COVID-19 deaths are increasing the number of repiratory deaths.

upper_limit <-
  df_all %>%
  filter(value == "respiratory_deaths") %>%
  pull(number_of_deaths) %>%
  max() + 100
respiratory <-
  df_all %>%
  filter(value == "respiratory_deaths") %>%
  ggplot(aes(x = week_, y = number_of_deaths, 
             group = year, color = year, shape = year)) +
  geom_point() +
  geom_smooth(se = FALSE, span = 0.3) +
  facet_zoom(xy = week_ < data_up_to + 1, 
             horizontal = FALSE, show.area = FALSE) +
  scale_color_aaas() +
  labs(y = "Number of deaths", title = "Weekly respiratory deaths") + 
  theme(axis.title.x = element_blank()) +
  coord_cartesian(ylim = c(0, upper_limit))
respiratory

However, the difference is not yet visible on the cummulative scale.

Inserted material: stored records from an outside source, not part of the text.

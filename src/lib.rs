// 有界ワーカープール
// キャンセル対応の固定数ワーカーと、結果のファンイン収集を提供する

pub mod cli;
pub mod core;
pub mod engine;
pub mod services;

pub use crate::core::{
    Job, JobError, JobErrorKind, JobHandler, JobId, JobResult, PoolError, PoolResult, PoolState,
    PoolSummary, ProgressReporter, WorkerId,
};
pub use engine::{create_pool, create_pool_with_reporter, run_to_completion, WorkerPool};
pub use services::{
    handler_fn, FnHandler, LogProgressReporter, NoOpProgressReporter, PoolConfig, ResultStream,
};
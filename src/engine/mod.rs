// エンジン層 - 並列処理とオーケストレーション
// サービス層を組み合わせてワーカープールを提供

pub mod api;
pub mod pool;
pub mod queue;
mod state;
pub mod worker;

// 公開API - 主要エンジンクラス
pub use api::{create_pool, create_pool_with_reporter, run_to_completion};
pub use pool::WorkerPool;
pub use queue::{Envelope, JobQueue, JobReceiver};
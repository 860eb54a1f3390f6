// ワーカープールのエラー型定義
// ジョブ単位の失敗は types::JobError として結果に格納し、ここには含めない

use thiserror::Error;

/// プール操作のエラー型
#[derive(Error, Debug)]
pub enum PoolError {
    #[error("設定エラー: {field} - {reason}")]
    Configuration { field: String, reason: String },

    #[error("キューは閉じられています")]
    QueueClosed,

    #[error("キューが満杯です (容量: {capacity})")]
    QueueFull { capacity: usize },

    #[error("プールは既に停止しています")]
    PoolStopped,

    #[error("プールは既に起動済みです")]
    AlreadyStarted,

    #[error("プールはまだ起動されていません")]
    NotStarted,

    #[error("結果ストリームは既に取得されています")]
    ResultsTaken,

    #[error("内部エラー: {source}")]
    Internal {
        #[source]
        source: anyhow::Error,
    },
}

impl PoolError {
    /// 設定エラーの作成
    pub fn configuration(field: impl Into<String>, reason: impl Into<String>) -> Self {
        Self::Configuration {
            field: field.into(),
            reason: reason.into(),
        }
    }

    /// 内部エラーの作成
    pub fn internal(source: anyhow::Error) -> Self {
        Self::Internal { source }
    }

    /// 呼び出し側の対処で継続可能なエラーか
    ///
    /// 設定エラーは使用不能なプールを意味するため回復不可。
    pub fn is_recoverable(&self) -> bool {
        match self {
            Self::Configuration { .. } | Self::Internal { .. } => false,
            Self::QueueClosed
            | Self::QueueFull { .. }
            | Self::PoolStopped
            | Self::AlreadyStarted
            | Self::NotStarted
            | Self::ResultsTaken => true,
        }
    }

    /// 投入を止めるべきエラーか
    pub fn is_closed(&self) -> bool {
        matches!(self, Self::QueueClosed | Self::PoolStopped)
    }
}

/// プール操作の結果型
pub type PoolResult<T> = std::result::Result<T, PoolError>;

impl From<anyhow::Error> for PoolError {
    fn from(error: anyhow::Error) -> Self {
        PoolError::Internal { source: error }
    }
}
// サービス層 - 機能別のロジック
// 各サービスは特定の責任を持ち、疎結合で設計されている

pub mod collection;
pub mod config;
pub mod monitoring;
pub mod processing;

// 公開API - 各サービスの主要機能を明示的にエクスポート
pub use collection::{spawn_result_collector, ResultStream, WorkerCountdown};
pub use config::PoolConfig;
pub use monitoring::{LogProgressReporter, NoOpProgressReporter};
pub use processing::{execute_job, handler_fn, FnHandler};
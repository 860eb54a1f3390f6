// 関数アダプタ - asyncクロージャをJobHandlerとして扱う

use crate::core::{Job, JobHandler};
use anyhow::Result;
use async_trait::async_trait;
use std::future::Future;
use std::marker::PhantomData;
use tokio_util::sync::CancellationToken;

/// クロージャを包む`JobHandler`実装
pub struct FnHandler<F, I, O> {
    func: F,
    _marker: PhantomData<fn(I) -> O>,
}

/// `Fn(Job<I>, CancellationToken) -> impl Future<Output = Result<O>>`から作業関数を作成
pub fn handler_fn<F, Fut, I, O>(func: F) -> FnHandler<F, I, O>
where
    F: Fn(Job<I>, CancellationToken) -> Fut + Send + Sync,
    Fut: Future<Output = Result<O>> + Send,
{
    FnHandler {
        func,
        _marker: PhantomData,
    }
}

#[async_trait]
impl<F, Fut, I, O> JobHandler for FnHandler<F, I, O>
where
    F: Fn(Job<I>, CancellationToken) -> Fut + Send + Sync,
    Fut: Future<Output = Result<O>> + Send,
    I: Send + 'static,
    O: Send + 'static,
{
    type Input = I;
    type Output = O;

    async fn handle(&self, job: Job<I>, cancel: CancellationToken) -> Result<O> {
        (self.func)(job, cancel).await
    }
}
// Worker - 並列ワーカー機能

use super::queue::JobReceiver;
use crate::{
    core::{JobHandler, JobResult, WorkerId},
    services::{collection::WorkerCountdown, processing::execute_job},
};
use std::sync::Arc;
use std::time::Duration;
use tokio::sync::mpsc;
use tokio_util::sync::CancellationToken;

/// 単一ワーカー
///
/// キューが閉じられ空になるか、キャンセルされるまでジョブを処理する。
/// 終了時はガードのドロップでカウントダウンを1減らす。
pub fn spawn_worker<H>(
    worker_id: WorkerId,
    handler: Arc<H>,
    jobs: JobReceiver<H::Input>,
    result_tx: mpsc::Sender<JobResult<H::Output>>,
    countdown: WorkerCountdown,
    job_timeout: Option<Duration>,
    cancel: CancellationToken,
) -> tokio::task::JoinHandle<()>
where
    H: JobHandler + 'static,
{
    let guard = countdown.guard();

    tokio::spawn(async move {
        let _guard = guard;
        tracing::debug!(worker_id, "worker started");

        loop {
            // 次の作業を取得
            let envelope = tokio::select! {
                biased;
                _ = cancel.cancelled() => break,
                next = jobs.next() => match next {
                    Some(envelope) => envelope,
                    None => break, // キュー終了
                },
            };

            // 受け取った直後にキャンセルされていれば実行しない
            if cancel.is_cancelled() {
                tracing::debug!(worker_id, job_id = %envelope.job_id(), "dropping job after cancellation");
                break;
            }

            let Some(job) = envelope.claim() else {
                // 投入側が取り下げ済み
                continue;
            };
            let result = execute_job(
                Arc::clone(&handler),
                job,
                worker_id,
                job_timeout,
                cancel.child_token(),
            )
            .await;

            // 結果送信
            if result_tx.send(result).await.is_err() {
                // 結果チャンネルが閉じられた場合は終了
                break;
            }
        }

        tracing::debug!(worker_id, "worker stopped");
    })
}

/// 固定数のワーカーを起動
pub fn spawn_workers<H>(
    handler: Arc<H>,
    jobs: JobReceiver<H::Input>,
    result_tx: mpsc::Sender<JobResult<H::Output>>,
    countdown: &WorkerCountdown,
    worker_count: usize,
    job_timeout: Option<Duration>,
    cancel: &CancellationToken,
) -> Vec<tokio::task::JoinHandle<()>>
where
    H: JobHandler + 'static,
{
    (0..worker_count)
        .map(|worker_id| {
            spawn_worker(
                worker_id,
                Arc::clone(&handler),
                jobs.clone(),
                result_tx.clone(),
                countdown.clone(),
                job_timeout,
                cancel.child_token(),
            )
        })
        .collect()
}
use std::collections::{BTreeSet, HashMap};

use exam_core::model::{ChoiceId, Question, QuestionId, ScoreReport};

use super::scoring::grade;
use super::view::SessionProgress;
use crate::error::SessionError;

/// Outcome of `ExamSession::next`.
#[derive(Debug, Clone, Copy, PartialEq, Eq)]
pub enum Advance {
    Moved { index: usize },
    Finished,
}

/// One pass through a working set.
///
/// Owns the shuffled questions and the learner's answers. Answers are keyed
/// by the ids of working-set questions only.
#[derive(Debug, Clone)]
pub struct ExamSession {
    questions: Vec<Question>,
    current: usize,
    answers: HashMap<QuestionId, BTreeSet<ChoiceId>>,
    report: Option<ScoreReport>,
}

impl ExamSession {
    #[must_use]
    pub fn new(questions: Vec<Question>) -> Self {
        Self {
            questions,
            current: 0,
            answers: HashMap::new(),
            report: None,
        }
    }

    #[must_use]
    pub fn questions(&self) -> &[Question] {
        &self.questions
    }

    #[must_use]
    pub fn len(&self) -> usize {
        self.questions.len()
    }

    #[must_use]
    pub fn is_empty(&self) -> bool {
        self.questions.is_empty()
    }

    #[must_use]
    pub fn current_index(&self) -> usize {
        self.current
    }

    /// The question on screen, `None` for an empty set.
    #[must_use]
    pub fn current_question(&self) -> Option<&Question> {
        self.questions.get(self.current)
    }

    #[must_use]
    pub fn selection(&self, question: QuestionId) -> Option<&BTreeSet<ChoiceId>> {
        self.answers.get(&question)
    }

    #[must_use]
    pub fn is_finished(&self) -> bool {
        self.report.is_some()
    }

    #[must_use]
    pub fn report(&self) -> Option<&ScoreReport> {
        self.report.as_ref()
    }

    /// Questions with a non-empty selection.
    #[must_use]
    pub fn answered(&self) -> usize {
        self.answers.values().filter(|s| !s.is_empty()).count()
    }

    /// Select `choice` on the current question.
    ///
    /// Single-choice questions replace the selection; multi-choice questions
    /// toggle membership.
    ///
    /// # Errors
    ///
    /// Returns `SessionError::Finished` after grading, `Empty` for an empty set,
    /// and `UnknownChoice` when `choice` is not on the current question.
    pub fn select(&mut self, choice: ChoiceId) -> Result<(), SessionError> {
        if self.is_finished() {
            return Err(SessionError::Finished);
        }
        let question = self.current_question().ok_or(SessionError::Empty)?;
        let (question_id, multiple) = (question.id(), question.multiple());
        if !question.has_choice(choice) {
            return Err(SessionError::UnknownChoice {
                question: question_id,
                choice,
            });
        }

        let selected = self.answers.entry(question_id).or_default();
        if !multiple {
            selected.clear();
            selected.insert(choice);
        } else if !selected.remove(&choice) {
            selected.insert(choice);
        }
        Ok(())
    }

    /// Move forward, finishing the session from the last question.
    ///
    /// # Errors
    ///
    /// Returns `SessionError::NoSelection` when the current question has no
    /// selection, `Finished` after grading, `Empty` for an empty set.
    pub fn next(&mut self) -> Result<Advance, SessionError> {
        if self.is_finished() {
            return Err(SessionError::Finished);
        }
        let question = self.current_question().ok_or(SessionError::Empty)?;
        if self.selection(question.id()).is_none_or(BTreeSet::is_empty) {
            return Err(SessionError::NoSelection);
        }

        if self.current + 1 < self.questions.len() {
            self.current += 1;
            Ok(Advance::Moved {
                index: self.current,
            })
        } else {
            self.finish();
            Ok(Advance::Finished)
        }
    }

    /// Step back one question, keeping all answers. Stops at the first question.
    pub fn back(&mut self) {
        if !self.is_finished() {
            self.current = self.current.saturating_sub(1);
        }
    }

    /// Finish now and grade whatever has been answered.
    pub fn stop_and_grade(&mut self) -> &ScoreReport {
        self.finish()
    }

    fn finish(&mut self) -> &ScoreReport {
        let questions = &self.questions;
        let answers = &self.answers;
        let report = self.report.get_or_insert_with(|| grade(questions, answers));
        tracing::info!(
            correct = report.correct(),
            total = report.total(),
            "session graded"
        );
        report
    }

    #[must_use]
    pub fn progress(&self) -> SessionProgress {
        let total = self.questions.len();
        let index = self.current;
        let percent = if total == 0 {
            0
        } else {
            u32::try_from(((index + 1) * 100 * 2 + total) / (total * 2)).unwrap_or(100)
        };
        let can_go_next = !self.is_finished()
            && self
                .current_question()
                .and_then(|q| self.selection(q.id()))
                .is_some_and(|s| !s.is_empty());
        SessionProgress {
            index,
            total,
            answered: self.answered(),
            percent,
            is_last: total > 0 && index + 1 == total,
            can_go_next,
            is_finished: self.is_finished(),
        }
    }
}

#[cfg(test)]
mod tests {
    use super::*;
    use exam_core::model::{ChoiceDraft, QuestionDraft, TopicId};

    fn question(id: u64, multiple: bool) -> Question {
        QuestionDraft {
            id: QuestionId::new(id),
            topic_id: TopicId::new(1),
            text: format!("Q{id}"),
            multiple,
            image_url: None,
            image_alt: None,
            explanation: None,
            sort_order: None,
            choices: (1..=3)
                .map(|c| ChoiceDraft {
                    id: ChoiceId::new(id * 10 + c),
                    text: format!("c{c}"),
                    is_correct: c == 1 || (multiple && c == 2),
                    sort_order: None,
                })
                .collect(),
        }
        .validate()
        .unwrap()
    }

    fn c(id: u64) -> ChoiceId {
        ChoiceId::new(id)
    }

    #[test]
    fn single_choice_replaces_selection() {
        let mut session = ExamSession::new(vec![question(1, false)]);
        session.select(c(11)).unwrap();
        session.select(c(12)).unwrap();
        let selected: Vec<_> = session.selection(QuestionId::new(1)).unwrap().iter().copied().collect();
        assert_eq!(selected, vec![c(12)]);
    }

    #[test]
    fn multi_choice_toggles_selection() {
        let mut session = ExamSession::new(vec![question(1, true)]);
        session.select(c(11)).unwrap();
        session.select(c(12)).unwrap();
        session.select(c(11)).unwrap();
        let selected: Vec<_> = session.selection(QuestionId::new(1)).unwrap().iter().copied().collect();
        assert_eq!(selected, vec![c(12)]);

        session.select(c(12)).unwrap();
        assert!(session.selection(QuestionId::new(1)).unwrap().is_empty());
        assert_eq!(session.next(), Err(SessionError::NoSelection));
    }

    #[test]
    fn choice_from_another_question_is_rejected() {
        let mut session = ExamSession::new(vec![question(1, false), question(2, false)]);
        assert_eq!(
            session.select(c(21)),
            Err(SessionError::UnknownChoice {
                question: QuestionId::new(1),
                choice: c(21)
            })
        );
    }

    #[test]
    fn next_requires_a_selection() {
        let mut session = ExamSession::new(vec![question(1, false), question(2, false)]);
        assert_eq!(session.next(), Err(SessionError::NoSelection));
        assert!(!session.progress().can_go_next);
        session.select(c(11)).unwrap();
        assert!(session.progress().can_go_next);
        assert_eq!(session.next(), Ok(Advance::Moved { index: 1 }));
    }

    #[test]
    fn next_on_last_question_finishes() {
        let mut session = ExamSession::new(vec![question(1, false)]);
        session.select(c(11)).unwrap();
        assert!(session.progress().is_last);
        assert_eq!(session.next(), Ok(Advance::Finished));
        assert!(session.is_finished());
        assert_eq!(session.report().unwrap().correct(), 1);
        assert_eq!(session.select(c(12)), Err(SessionError::Finished));
    }

    #[test]
    fn back_saturates_and_keeps_answers() {
        let mut session = ExamSession::new(vec![question(1, false), question(2, false)]);
        session.back();
        assert_eq!(session.current_index(), 0);

        session.select(c(12)).unwrap();
        session.next().unwrap();
        session.back();
        assert_eq!(session.current_index(), 0);
        assert!(session.selection(QuestionId::new(1)).unwrap().contains(&c(12)));
    }

    #[test]
    fn stop_grades_only_answered_questions() {
        let mut session = ExamSession::new(vec![question(1, false), question(2, false), question(3, false)]);
        session.select(c(11)).unwrap();
        session.next().unwrap();
        session.select(c(22)).unwrap();

        let report = session.stop_and_grade().clone();
        assert_eq!(report.total(), 2);
        assert_eq!(report.correct(), 1);
        assert_eq!(session.report(), Some(&report));
    }

    #[test]
    fn empty_session_has_no_current_question() {
        let mut session = ExamSession::new(Vec::new());
        assert!(session.current_question().is_none());
        assert_eq!(session.next(), Err(SessionError::Empty));
        assert_eq!(session.progress().percent, 0);
        assert_eq!(session.stop_and_grade().total(), 0);
    }

    #[test]
    fn progress_counts_position_and_answers() {
        let mut session = ExamSession::new(vec![question(1, false), question(2, false), question(3, false)]);
        assert_eq!(session.progress().percent, 33);
        session.select(c(11)).unwrap();
        session.next().unwrap();
        let progress = session.progress();
        assert_eq!(progress.index, 1);
        assert_eq!(progress.answered, 1);
        assert_eq!(progress.percent, 67);
        assert!(!progress.is_last);
    }
}
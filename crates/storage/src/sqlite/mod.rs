use std::sync::Arc;
use std::time::Duration;

use sqlx::{SqlitePool, sqlite::SqlitePoolOptions};
use thiserror::Error;

use crate::repository::{EntitlementRepository, QuestionBankRepository, Storage};

mod bank_repo;
mod entitlement_repo;
mod mapping;
mod migrate;

#[derive(Clone)]
pub struct SqliteRepository {
    pool: SqlitePool,
}

#[derive(Debug, Error)]
#[non_exhaustive]
pub enum SqliteInitError {
    #[error(transparent)]
    Sqlx(#[from] sqlx::Error),
}

impl SqliteRepository {
    /// Connect to `SQLite` using the given URL.
    ///
    /// # Errors
    ///
    /// Returns `SqliteInitError` if the connection cannot be established or if
    /// enforcing foreign key constraints fails during setup.
    pub async fn connect(database_url: &str) -> Result<Self, SqliteInitError> {
        let pool = SqlitePoolOptions::new()
            .max_connections(5)
            .acquire_timeout(Duration::from_secs(5))
            .after_connect(|conn, _meta| {
                Box::pin(async move {
                    sqlx::query("PRAGMA foreign_keys = ON;")
                        .execute(&mut *conn)
                        .await?;
                    sqlx::query("PRAGMA busy_timeout = 5000;")
                        .execute(&mut *conn)
                        .await?;
                    Ok(())
                })
            })
            .connect(database_url)
            .await?;
        tracing::debug!(url = database_url, "sqlite pool ready");
        Ok(Self { pool })
    }

    /// Create tables if they do not exist.
    ///
    /// # Errors
    ///
    /// Returns `SqliteInitError` if migration queries fail.
    pub async fn migrate(&self) -> Result<(), SqliteInitError> {
        migrate::run_migrations(&self.pool).await
    }
}

impl Storage {
    /// Build a `Storage` backed by `SQLite`.
    ///
    /// # Errors
    ///
    /// Returns `SqliteInitError` if connection or migrations cannot be
    /// completed.
    pub async fn sqlite(database_url: &str) -> Result<Self, SqliteInitError> {
        let repo = SqliteRepository::connect(database_url).await?;
        repo.migrate().await?;
        let bank: Arc<dyn QuestionBankRepository> = Arc::new(repo.clone());
        let entitlements: Arc<dyn EntitlementRepository> = Arc::new(repo);
        Ok(Self { bank, entitlements })
    }
}

#[cfg(test)]
mod tests {
    use super::*;

    #[test]
    fn repository_is_send_sync() {
        fn assert_send_sync<T: Send + Sync>() {}
        assert_send_sync::<SqliteRepository>();
    }
}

cumulative_respiratory <- 
  df_all %>%
  arrange(week) %>%
  group_by(value, year) %>%
  mutate(cum = cumsum(number_of_deaths)) %>%
  filter(value == "respiratory_deaths") %>%
  ungroup() %>% 
  ggplot(aes(x = week_, y = cum, color = year, shape = year)) +
  geom_point() +
  geom_smooth(se = FALSE) +
  facet_zoom(xy = week_ < data_up_to + 1, 
             horizontal = FALSE, show.area = FALSE) +
  scale_color_aaas() +
  labs(y = "Number of deaths", shape = "Year",
       color = "Year", title = "Cumulative respiratory deaths") + 
  theme(axis.title.x = element_blank()) 
cumulative_respiratory

COVID-19 deaths increase exponentailly, while the other respiratory deths seem to be stable.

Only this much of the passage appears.